When the guidelines are finalized, the Tax Commission will send all appeals to the counties to be reviewed in accordance to those guidelines.

Salt Lake County has repeatedly questioned how IHC distinguishes itself from for-profit hospitals. That is not likely to change this year.

"We are obviously going to ask them all sorts of questions, plus I think inevitably we are going to have to ask them about Primary Children's Medical Center," Hendrickson said.

For several months, the Utah attorney general's office has been investigating whether agreements between the University of Utah Medical Center and IHC's Primary Children's Medical Center may be violating antitrust laws.

The investigation focuses on several activities, including the pediatric care units of both hospitals, plus the U.'s department of pediatrics and its newborn intensive care unit.

Of particular concern to the attorney general's office and health-care officials is the reduction in pediatric patients treated at the U. since Primary Children's moved to the U. campus this year. The decreased census prompted the U. Hospital Sept. 1 to increase its patient rates by 5 percent to offset losses.

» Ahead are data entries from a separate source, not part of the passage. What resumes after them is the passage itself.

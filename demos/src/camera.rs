//! Perspective camera for the demo scenes.

use std::f32::consts::FRAC_PI_2;

use glam::{Mat4, Vec3};

/// Perspective camera looking from `position` at `target`.
#[derive(Debug, Clone, PartialEq)]
pub struct Camera {
    pub position: Vec3,
    pub target: Vec3,
    pub up: Vec3,
    /// Vertical field of view in radians.
    pub fov_y: f32,
    pub aspect: f32,
    pub near: f32,
    pub far: f32,
}

impl Default for Camera {
    fn default() -> Self {
        Self {
            position: Vec3::new(0.0, 0.0, 3.0),
            target: Vec3::ZERO,
            up: Vec3::Y,
            fov_y: FRAC_PI_2,
            aspect: 1.0,
            near: 0.01,
            far: 1000.0,
        }
    }
}

impl Camera {
    /// Camera at `position` looking at `target` with default lens settings.
    pub fn new(position: Vec3, target: Vec3) -> Self {
        Self {
            position,
            target,
            ..Default::default()
        }
    }

    #[must_use]
    pub fn with_aspect(mut self, aspect: f32) -> Self {
        self.aspect = aspect;
        self
    }

    #[must_use]
    pub fn with_fov_y(mut self, fov_y: f32) -> Self {
        self.fov_y = fov_y;
        self
    }

    #[must_use]
    pub fn with_clip_planes(mut self, near: f32, far: f32) -> Self {
        self.near = near;
        self.far = far;
        self
    }

    /// Get the view matrix
    pub fn view_matrix(&self) -> Mat4 {
        Mat4::look_at_rh(self.position, self.target, self.up)
    }

    /// Get the projection matrix
    pub fn projection_matrix(&self) -> Mat4 {
        Mat4::perspective_rh(self.fov_y, self.aspect, self.near, self.far)
    }

    /// Get combined view-projection matrix
    pub fn view_projection_matrix(&self) -> Mat4 {
        self.projection_matrix() * self.view_matrix()
    }
}

#[cfg(test)]
mod tests {
    use super::*;

    #[test]
    fn test_default_looks_down_negative_z() {
        let camera = Camera::default();
        let view = camera.view_matrix();
        // The target ends up straight ahead, 3 units in front.
        let target = view.transform_point3(Vec3::ZERO);
        assert!(target.abs_diff_eq(Vec3::new(0.0, 0.0, -3.0), 1e-5));
    }

    #[test]
    fn test_target_projects_to_center() {
        let camera = Camera::new(Vec3::new(100.0, 100.0, 100.0), Vec3::ZERO).with_aspect(16.0 / 9.0);
        let clip = camera.view_projection_matrix().project_point3(Vec3::ZERO);
        assert!(clip.x.abs() < 1e-4);
        assert!(clip.y.abs() < 1e-4);
        assert!(clip.z > 0.0 && clip.z < 1.0);
    }

    #[test]
    fn test_builders() {
        let camera = Camera::default()
            .with_fov_y(1.0)
            .with_clip_planes(0.5, 50.0)
            .with_aspect(2.0);
        assert_eq!(camera.fov_y, 1.0);
        assert_eq!((camera.near, camera.far), (0.5, 50.0));
        assert_eq!(camera.aspect, 2.0);
    }
}
//! Dummy graphics context for testing and headless runs.
//!
//! This context doesn't talk to a GPU. It keeps buffer contents in memory,
//! tracks binding state the way a GL-style API would, and records every call
//! so tests can assert on exactly what a mesh did.

use std::collections::{BTreeMap, HashMap};

use orrery_core::mesh::{IndexFormat, PrimitiveTopology, UsageHint, VertexAttributeLayout};

use crate::error::ContextError;

use super::{BufferHandle, BufferTarget, GraphicsContext};

/// One recorded call made against a [`DummyContext`].
#[derive(Debug, Clone, PartialEq, Eq)]
pub enum ContextCall {
    CreateBuffer {
        buffer: BufferHandle,
        label: String,
    },
    DeleteBuffer {
        buffer: BufferHandle,
    },
    BindBuffer {
        target: BufferTarget,
        buffer: BufferHandle,
    },
    UploadBufferData {
        buffer: BufferHandle,
        byte_length: usize,
        usage: UsageHint,
    },
    SetVertexAttribute {
        slot: u32,
        buffer: BufferHandle,
    },
    DrawIndexed {
        topology: PrimitiveTopology,
        index_count: u32,
        index_format: IndexFormat,
    },
}

/// Snapshot of the state an indexed draw read from.
#[derive(Debug, Clone, PartialEq, Eq)]
pub struct DrawRecord {
    pub topology: PrimitiveTopology,
    pub index_count: u32,
    pub index_format: IndexFormat,
    /// Buffer bound to the index target at draw time.
    pub index_buffer: BufferHandle,
    /// Enabled attributes as `(slot, buffer)`, ordered by slot.
    pub attributes: Vec<(u32, BufferHandle)>,
}

#[derive(Debug)]
struct DummyBuffer {
    label: String,
    data: Vec<u8>,
    usage: UsageHint,
}

/// In-memory graphics context.
#[derive(Debug, Default)]
pub struct DummyContext {
    buffers: HashMap<BufferHandle, DummyBuffer>,
    next_id: u64,
    bound_vertex: Option<BufferHandle>,
    bound_index: Option<BufferHandle>,
    enabled_attributes: BTreeMap<u32, (BufferHandle, VertexAttributeLayout)>,
    calls: Vec<ContextCall>,
    draws: Vec<DrawRecord>,
}

impl DummyContext {
    /// Create a new dummy context.
    pub fn new() -> Self {
        Self::default()
    }

    /// Every call made so far, in order.
    pub fn calls(&self) -> &[ContextCall] {
        &self.calls
    }

    /// Every draw made so far, in order.
    pub fn draws(&self) -> &[DrawRecord] {
        &self.draws
    }

    /// The most recent draw.
    pub fn last_draw(&self) -> Option<&DrawRecord> {
        self.draws.last()
    }

    /// Forget recorded calls and draws. Buffers and bindings are kept.
    pub fn clear_log(&mut self) {
        self.calls.clear();
        self.draws.clear();
    }

    /// Number of live buffers.
    pub fn live_buffer_count(&self) -> usize {
        self.buffers.len()
    }

    /// Whether the handle names a live buffer.
    pub fn is_live(&self, buffer: BufferHandle) -> bool {
        self.buffers.contains_key(&buffer)
    }

    /// Contents of a live buffer.
    pub fn buffer_data(&self, buffer: BufferHandle) -> Option<&[u8]> {
        self.buffers.get(&buffer).map(|b| b.data.as_slice())
    }

    /// Usage hint of the last upload into a live buffer.
    pub fn buffer_usage(&self, buffer: BufferHandle) -> Option<UsageHint> {
        self.buffers.get(&buffer).map(|b| b.usage)
    }

    /// Label a live buffer was created with.
    pub fn buffer_label(&self, buffer: BufferHandle) -> Option<&str> {
        self.buffers.get(&buffer).map(|b| b.label.as_str())
    }

    /// Layout and source buffer of the attribute enabled at a slot.
    pub fn enabled_attribute(&self, slot: u32) -> Option<(BufferHandle, &VertexAttributeLayout)> {
        self.enabled_attributes
            .get(&slot)
            .map(|(buffer, layout)| (*buffer, layout))
    }

    /// Handles of every delete call recorded so far.
    pub fn deleted_buffers(&self) -> Vec<BufferHandle> {
        self.calls
            .iter()
            .filter_map(|call| match call {
                ContextCall::DeleteBuffer { buffer } => Some(*buffer),
                _ => None,
            })
            .collect()
    }

    fn check_live(&self, buffer: BufferHandle) -> Result<(), ContextError> {
        if self.buffers.contains_key(&buffer) {
            Ok(())
        } else {
            Err(ContextError::UnknownHandle(buffer))
        }
    }
}

impl GraphicsContext for DummyContext {
    fn name(&self) -> &'static str {
        "Dummy Context"
    }

    fn create_buffer(&mut self, label: &str) -> Result<BufferHandle, ContextError> {
        self.next_id += 1;
        let buffer = BufferHandle::from_raw(self.next_id);
        log::trace!("DummyContext: creating buffer {:?} ({})", buffer, label);

        self.buffers.insert(
            buffer,
            DummyBuffer {
                label: label.to_string(),
                data: Vec::new(),
                usage: UsageHint::default(),
            },
        );
        self.calls.push(ContextCall::CreateBuffer {
            buffer,
            label: label.to_string(),
        });
        Ok(buffer)
    }

    fn delete_buffer(&mut self, buffer: BufferHandle) -> Result<(), ContextError> {
        log::trace!("DummyContext: deleting buffer {:?}", buffer);
        if self.buffers.remove(&buffer).is_none() {
            return Err(ContextError::UnknownHandle(buffer));
        }

        if self.bound_vertex == Some(buffer) {
            self.bound_vertex = None;
        }
        if self.bound_index == Some(buffer) {
            self.bound_index = None;
        }
        self.enabled_attributes
            .retain(|_, (source, _)| *source != buffer);

        self.calls.push(ContextCall::DeleteBuffer { buffer });
        Ok(())
    }

    fn bind_buffer(
        &mut self,
        target: BufferTarget,
        buffer: BufferHandle,
    ) -> Result<(), ContextError> {
        log::trace!("DummyContext: binding {:?} to {:?}", buffer, target);
        self.check_live(buffer)?;

        match target {
            BufferTarget::Vertex => self.bound_vertex = Some(buffer),
            BufferTarget::Index => self.bound_index = Some(buffer),
        }
        self.calls.push(ContextCall::BindBuffer { target, buffer });
        Ok(())
    }

    fn upload_buffer_data(
        &mut self,
        buffer: BufferHandle,
        data: &[u8],
        usage: UsageHint,
    ) -> Result<(), ContextError> {
        log::trace!(
            "DummyContext: uploading {} bytes to {:?} ({:?})",
            data.len(),
            buffer,
            usage
        );
        let entry = self
            .buffers
            .get_mut(&buffer)
            .ok_or(ContextError::UnknownHandle(buffer))?;

        entry.data.clear();
        entry.data.extend_from_slice(data);
        entry.usage = usage;

        self.calls.push(ContextCall::UploadBufferData {
            buffer,
            byte_length: data.len(),
            usage,
        });
        Ok(())
    }

    fn set_vertex_attribute(
        &mut self,
        attribute: &VertexAttributeLayout,
    ) -> Result<(), ContextError> {
        let buffer = self
            .bound_vertex
            .ok_or(ContextError::NothingBound(BufferTarget::Vertex))?;
        log::trace!(
            "DummyContext: slot {} reads {:?} (x{} {:?})",
            attribute.slot,
            buffer,
            attribute.component_count,
            attribute.component_type
        );

        self.enabled_attributes
            .insert(attribute.slot, (buffer, attribute.clone()));
        self.calls.push(ContextCall::SetVertexAttribute {
            slot: attribute.slot,
            buffer,
        });
        Ok(())
    }

    fn draw_indexed(
        &mut self,
        topology: PrimitiveTopology,
        index_count: u32,
        index_format: IndexFormat,
    ) -> Result<(), ContextError> {
        let index_buffer = self
            .bound_index
            .ok_or(ContextError::NothingBound(BufferTarget::Index))?;
        log::trace!(
            "DummyContext: draw {} indices ({:?}, {:?})",
            index_count,
            topology,
            index_format
        );

        self.calls.push(ContextCall::DrawIndexed {
            topology,
            index_count,
            index_format,
        });
        self.draws.push(DrawRecord {
            topology,
            index_count,
            index_format,
            index_buffer,
            attributes: self
                .enabled_attributes
                .iter()
                .map(|(slot, (buffer, _))| (*slot, *buffer))
                .collect(),
        });
        Ok(())
    }

    fn buffer_byte_length(&self, buffer: BufferHandle) -> Result<u64, ContextError> {
        self.buffers
            .get(&buffer)
            .map(|b| b.data.len() as u64)
            .ok_or(ContextError::UnknownHandle(buffer))
    }
}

"If IHC is saying that its goal is to reduce the burden on government, and yet they are raising prices over at the University Hospital because of the arrangement with Primary, how has IHC reduced the burden on government?" Hendrickson asked.


(Additional information)

Explanation of reserves

Intermountain Health Care Inc. explains its $207 million in 1989 financial reserves this way:

- Working capital used for day-to-day payment of IHC's bills until payment for services come in: $27 million.

- Building and equipment fund: $37 million. (IHC's annual average capital expenditures are approximately $60 million.)

- Insurance funds: $35 million in reserve for claims against IHC hospitals and $20 million to back up IHC's health plans for a total of $55 million.

- Contingency fund for long-term building and equipment contingencies and "to keep us operating during any natural, political or economic crisis": $49 million.

- Foundation fund to fund charitable health care: $17 million

- Funds for other activities, such as reserves to hedge against interest-rate increases and support working capital needs of non-hospital activities: $22 million.